An ambitious exhibit at MAH examines a rapidly evolving China from the Santa Cruz perspective.

By Maureen Davidson


Hundreds of red dots of coiled silky string--flat coils, hot red, various sizes--stick to the white walls and blond wood floor of the museum gallery. Each coil trails a long vivid tail of carmine behind it.

The bubbles of red string emit a color so intense that the dots spring to the foreground of vision and seem to hover effervescently within the brightly lit corner space. It's a spirited work, precise and ebullient, using beautiful materials in a surprising way, promoting cheerfulness. Red is the Chinese color for happiness. Chairman Mao required that it be used prominently in art during the Cultural Revolution.

Beili Liu's installation, Lure #2, does, indeed, raise the spirits and delight the senses without any need to know that the artist was trained in China during the first exhilarating years artists were allowed to travel, work and exhibit with relative freedom of expression. That's relative freedom compared to being sent--as "effete intellectuals"--to remote villages for "re-education" by the peasant farmers who were heroes of the state during Mao's Cultural Revolution; or compared with the heady resistance of students and artists that was abruptly and violently repressed at Tiananmen Square; or compared to the all-too-brief triumph of the China/Avant-Garde exhibition of 1989 mounted in Beijing by artists from all over China, in defiance of regulations, then shut down hours after opening.

Closed/opened, repression/rebellion: the story of modern art in China is a story that spans only three tumultuous decades. But it is also the living, growing tip of a 2,000-year tradition.

Beili Liu has accessed old materials and cultural information in creating a work that is completely modern but which espouses the most basic principle of Chinese art, outlined by Hsieh Ho in the fifth century: "spirit resonance," the energy living within the work. Lure #2 generates enough energy to lift all spirits.

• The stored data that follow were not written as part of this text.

//! Error and warning types for SRD parsing.
//!
//! Only a declared length that would desynchronize the cursor aborts a file;
//! everything else is a [`Warning`] and decoding proceeds with best-effort
//! values. Warnings are collected, never printed by the library.

use thiserror::Error;

use crate::block::BlockTag;
use crate::resource::BufferSelector;

/// Errors that can occur when working with SRD files.
#[derive(Debug, Error)]
pub enum Error {
    /// I/O error.
    #[error("I/O error: {0}")]
    Io(#[from] std::io::Error),

    /// Common library error.
    #[error("{0}")]
    Common(#[from] srd_common::Error),

    /// Invalid file extension.
    #[error("invalid file extension: expected {expected}, got {actual}")]
    InvalidExtension { expected: String, actual: String },

    /// A block header declared more bytes than the enclosing region holds.
    #[error("block {tag} declares {declared} bytes but only {available} remain")]
    BlockOverrun {
        tag: BlockTag,
        declared: usize,
        available: usize,
    },

    /// A resource descriptor points past the end of its auxiliary buffer.
    #[error(
        "resource out of range: {selector} buffer is {buffer_len} bytes, \
         descriptor wants {length} bytes at masked offset {offset:#x}"
    )]
    ResourceOutOfRange {
        selector: BufferSelector,
        /// Masked offset actually used for indexing.
        offset: u32,
        length: u32,
        buffer_len: usize,
    },
}

/// Result type for SRD operations.
pub type Result<T> = std::result::Result<T, Error>;

/// Non-fatal anomalies recorded while decoding.
#[derive(Debug, Error)]
pub enum Warning {
    /// A known-tag block's embedded magic constant did not match.
    #[error("{tag}: magic mismatch: expected {expected:#010x}, got {actual:#010x}")]
    MagicMismatch {
        tag: BlockTag,
        expected: u32,
        actual: u32,
    },

    /// A payload ended before all nominal fields could be read.
    #[error("{tag}: payload truncated: {detail}")]
    TruncatedPayload { tag: BlockTag, detail: String },

    /// A declared table offset points behind data already consumed.
    #[error("{tag}: {field} offset {offset:#x} is behind the cursor at {position:#x}")]
    NonMonotonicOffset {
        tag: BlockTag,
        field: &'static str,
        offset: usize,
        position: usize,
    },

    /// A header resource selector outside the known range.
    #[error("{tag}: unknown resource selector {raw}, descriptor ignored")]
    UnknownSelector { tag: BlockTag, raw: u32 },

    /// The resource name strings run into the resource data blob.
    #[error("{tag}: string table overruns resource data at offset {offset:#x}")]
    StringOverrun { tag: BlockTag, offset: usize },

    /// Vertex block length, combined stride, and vertex count disagree.
    #[error(
        "vertex block length {vertex_len} and combined stride {stride} \
         are misaligned with vertex count {vertex_count}"
    )]
    StrideMismatch {
        vertex_len: u32,
        stride: u32,
        vertex_count: u32,
    },

    /// The face table length is not a whole number of triangles.
    #[error("face table length {length} is not a multiple of 6; {trailing} trailing bytes ignored")]
    TrailingFaceBytes { length: u32, trailing: usize },

    /// A mesh could not be extracted; the rest of the run continues.
    #[error("skipping mesh {name:?}: {reason}")]
    MeshSkipped { name: String, reason: String },
}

The artist now lives in California. She writes, "Coming from the east and being in the west, the two value systems in my life inevitably contradict and influence each other. ... I see a cycle of remembrance, adaptation, avoidance, and rediscovery of the two cultures in my creative path."

This cycle, these contradictions and influences, are the subject of "Ying: Inspired by the Art and History of China," an ambitious exhibition at the Santa Cruz Museum of Art and History that examines the exchange of influences between America and China as seen from the lens of a tucked-away coastal county on the eastern rim of the Pacific.

Familiar Forms
Ying is a Mandarin word for "welcome." A mobile sculpture by Santa Cruz artist Maddie Leeds is indeed a dramatic welcome. Ascending three stories in three dimensions, its horizontal gestures are made of driftwood; its calligraphy painted in puddles and curves of bull kelp; its sweeping graceful gestures are trailing banners of long, slender, gently curving Chinese brush paintings. The work is saturated with a Chinese sensibility wielded by the maker of gigantic vessels of Chinese classical style and American muscularity. It's the work of a potter who has studied for over a decade with a Chinese master of calligraphy and brush painting.

Leeds' welcoming scroll is one of many examples of how Chinese art and culture have influenced local artists. Works by Leeds, Gloria Alford, Coeleen Kiebert, Sara Friedlander and other American-born artists are interspersed throughout the museum's galleries along with Chinese traditional art lent by local collectors: classical ancestor portraiture, brush paintings, a reassembled interior of a Scholar's Room with lustrous antique furniture. These works span several centuries and many regions: a thin, very personal representation of 2,000 years of unbroken tradition, but evocative of an aesthetic.

"Ying" is most ambitious, however, as curator Susan Hillhouse endeavors to represent the mix of influences in the works of contemporary artists of China and of Chinese-born artists living in California. She conceived of the exhibition after returning from an extended visit to Qufu and Chengde, where she was fascinated by how the work she saw illustrated the contradictions and influences of the artist's exposure to contemporary art of the West. Hillhouse invited 10 Chengde artists to participate in "Ying."

Yiwei Li, Xiaoli Cui and Siyong Ma are landscape artists whose traditional subjects--water cascading over rocks, distant hills, autumn forests--are painted with a dense, highly literal style that chokes the works with almost claustrophobic applications of gouache. However, Liming Wang, in Lone Sparrow, uses this overall density to underscore the subject, which is not so much the tiny sparrow hiding under the protection of huge leaves as it is the creature's tenuous place in the large world. While Western in the use of paint, this work retains the essence of Chinese philosopher-painters whose works were not "about" birds, mountains or rocks, but rather about the spirit of a place and time.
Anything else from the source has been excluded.